Simple steps to prevent childhood obesity…we can do it!
We all have heard that childhood obesity is a major health issue in our country. Children who are overweight will be more likely to be overweight adults and develop significant health issues. We hear so much in the media about what to eat, what not to eat, how to cook, how much exercise we all need, and frankly sometimes it is simply overwhelming to parents. We all are busy and many times the drive through at the fast food restaurant just calls our name at the end of a long day. We can develop healthy patterns as families to guide our children to healthy lifestyles. These healthy patterns can be simple…it is just getting started. So, parents….let’s get started!
Breastfeed when possible and no solid foods before 4 months of age…

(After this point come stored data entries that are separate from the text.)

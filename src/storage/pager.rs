//! Fixed-size paged storage with CRC-validated page I/O over a single file.

use std::fs::{File, OpenOptions};
use std::os::unix::fs::FileExt;
use std::path::{Path, PathBuf};

use crate::error::{Result, StrandError};
use crate::storage::checksum;
use crate::storage::{PageId, PageType, DEFAULT_PAGE_SIZE};

/// Page header size in bytes.
pub const PAGE_HEADER_SIZE: u32 = 24;

/// Header layout (24 bytes, little-endian):
/// `{id:u64, lsn:u64, type:u16, reserved:u16, crc:u32}`.
#[derive(Debug, Clone, Copy, Default)]
struct PageHeader {
    id: PageId,
    lsn: u64,
    page_type: u16,
    reserved: u16,
    crc: u32,
}

impl PageHeader {
    fn to_bytes(self) -> [u8; PAGE_HEADER_SIZE as usize] {
        let mut buf = [0u8; PAGE_HEADER_SIZE as usize];
        buf[0..8].copy_from_slice(&self.id.to_le_bytes());
        buf[8..16].copy_from_slice(&self.lsn.to_le_bytes());
        buf[16..18].copy_from_slice(&self.page_type.to_le_bytes());
        buf[18..20].copy_from_slice(&self.reserved.to_le_bytes());
        buf[20..24].copy_from_slice(&self.crc.to_le_bytes());
        buf
    }

    fn from_bytes(buf: &[u8]) -> Self {
        Self {
            id: u64::from_le_bytes(buf[0..8].try_into().unwrap()),
            lsn: u64::from_le_bytes(buf[8..16].try_into().unwrap()),
            page_type: u16::from_le_bytes(buf[16..18].try_into().unwrap()),
            reserved: u16::from_le_bytes(buf[18..20].try_into().unwrap()),
            crc: u32::from_le_bytes(buf[20..24].try_into().unwrap()),
        }
    }
}

/// In-memory page representation. `payload` must be exactly
/// `payload_size` bytes when handed to [`Pager::write`].
#[derive(Debug, Clone)]
pub struct Page {
    pub id: PageId,
    pub page_type: PageType,
    pub lsn: u64,
    pub payload: Vec<u8>,
}

/// Paged file manager. Pages live at offset `id * page_size`; the header CRC
/// covers the header with a zeroed CRC field followed by the payload.
pub struct Pager {
    data_path: PathBuf,
    file: File,
    page_size: u32,
    payload_size: u32,
    next_page_id: PageId,
}

impl Pager {
    /// Open or create a page file. Fails if an existing file's size is not a
    /// multiple of `page_size`, or if `page_size` cannot hold the header.
    pub fn open(data_path: &Path, page_size: u32) -> Result<Self> {
        if page_size <= PAGE_HEADER_SIZE {
            return Err(StrandError::InvalidInput(format!(
                "page_size {} too small for {}-byte header",
                page_size, PAGE_HEADER_SIZE
            )));
        }

        if let Some(parent) = data_path.parent() {
            if !parent.as_os_str().is_empty() {
                std::fs::create_dir_all(parent)?;
            }
        }

        let file = OpenOptions::new()
            .create(true)
            .read(true)
            .write(true)
            .open(data_path)?;

        let file_size = file.metadata()?.len();
        if file_size % page_size as u64 != 0 {
            return Err(StrandError::Corruption {
                location: data_path.display().to_string(),
                details: format!(
                    "file size {} is not a multiple of page size {}",
                    file_size, page_size
                ),
            });
        }

        Ok(Self {
            data_path: data_path.to_path_buf(),
            file,
            page_size,
            payload_size: page_size - PAGE_HEADER_SIZE,
            next_page_id: file_size / page_size as u64,
        })
    }

    /// Open with the default page size.
    pub fn open_default(data_path: &Path) -> Result<Self> {
        Self::open(data_path, DEFAULT_PAGE_SIZE)
    }

    /// Allocate the next page id and write a zero-filled page of `page_type`.
    pub fn allocate(&mut self, page_type: PageType) -> Result<PageId> {
        let page_id = self.next_page_id;
        self.next_page_id += 1;

        let page = Page {
            id: page_id,
            page_type,
            lsn: 0,
            payload: vec![0u8; self.payload_size as usize],
        };
        self.write(&page)?;
        Ok(page_id)
    }

    /// Write a page at its slot. The payload length must equal
    /// `payload_size` exactly.
    pub fn write(&self, page: &Page) -> Result<()> {
        if page.payload.len() != self.payload_size as usize {
            return Err(StrandError::InvalidInput(format!(
                "page payload must be {} bytes, got {}",
                self.payload_size,
                page.payload.len()
            )));
        }

        let mut header = PageHeader {
            id: page.id,
            lsn: page.lsn,
            page_type: page.page_type as u16,
            reserved: 0,
            crc: 0,
        };
        header.crc = Self::compute_crc(&header, &page.payload);

        let mut buf = Vec::with_capacity(self.page_size as usize);
        buf.extend_from_slice(&header.to_bytes());
        buf.extend_from_slice(&page.payload);

        self.file.write_all_at(&buf, self.offset_for(page.id))?;
        Ok(())
    }

    /// Read a page. Returns `None` when the id is past the end of the file,
    /// the read comes up short, or the stored CRC does not match.
    pub fn read(&self, page_id: PageId) -> Option<Page> {
        if page_id >= self.next_page_id {
            return None;
        }

        let mut buf = vec![0u8; self.page_size as usize];
        if self
            .file
            .read_exact_at(&mut buf, self.offset_for(page_id))
            .is_err()
        {
            return None;
        }

        let header = PageHeader::from_bytes(&buf[..PAGE_HEADER_SIZE as usize]);
        let payload = buf[PAGE_HEADER_SIZE as usize..].to_vec();

        let expected = Self::compute_crc(
            &PageHeader {
                crc: 0,
                ..header
            },
            &payload,
        );
        if expected != header.crc {
            tracing::warn!(page_id, "page checksum mismatch, treating as missing");
            return None;
        }

        Some(Page {
            id: header.id,
            page_type: PageType::from(header.page_type),
            lsn: header.lsn,
            payload,
        })
    }

    /// Force buffered writes to durable media.
    pub fn sync(&self) -> Result<()> {
        self.file.sync_all()?;
        Ok(())
    }

    pub fn page_count(&self) -> PageId {
        self.next_page_id
    }

    pub fn page_size(&self) -> u32 {
        self.page_size
    }

    pub fn payload_size(&self) -> u32 {
        self.payload_size
    }

    pub fn data_path(&self) -> &Path {
        &self.data_path
    }

    fn offset_for(&self, page_id: PageId) -> u64 {
        page_id * self.page_size as u64
    }

    fn compute_crc(header: &PageHeader, payload: &[u8]) -> u32 {
        let mut hasher = checksum::Hasher::new();
        hasher.update(&header.to_bytes());
        hasher.update(payload);
        hasher.finalize()
    }
}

- A recent study showed that when children were breastfed for at least four months, then the timing of solid food introduction did not affect the obesity rate of the child at age 3. Children who were never breastfed or who stopped breastfeeding before age 4 months and were given solid foods before the recommended 4 months of age were 6 times more likely to be obese by age 3.
Know where your child is…(know where you are too!)
- At your child’s 2 year old well child visit, your pediatrician will calculate his body mass index (BMI). This is a better indicator of weight issues than simply where your child is on the growth chart. A child with a BMI greater than the 85th percentile for his age and sex is overweight, a BMI greater than the 95th percentile determines that your child is obese.
- Children that have parents who are overweight have an increased risk to become overweight too.
Know what a serving size is….
Remember, children need child size portions! A tablespoon per year equals a serving. This is a simple guideline. For a child age 2 to 3:
- Grain Group: About 3 ounces of grains per day, half of them whole grains. That is about three regular slices of bread or one slice of bread plus 1/3 cup cold cereal and ¼ cup cooked rice or pasta.
- Vegetable Group: 1 cup raw and/or cooked vegetables per day. (no ketchup is not a vegetable J, but tomato pasta sauce counts!)
- Fruit Group: 1 cup fresh, frozen, canned, or dried. Juice should be kept at a minimum. Whole fruits are better than juice!
- Dairy Group: 2 cups per day. Whole milk is recommended for children younger than 2, low-fat after age 2.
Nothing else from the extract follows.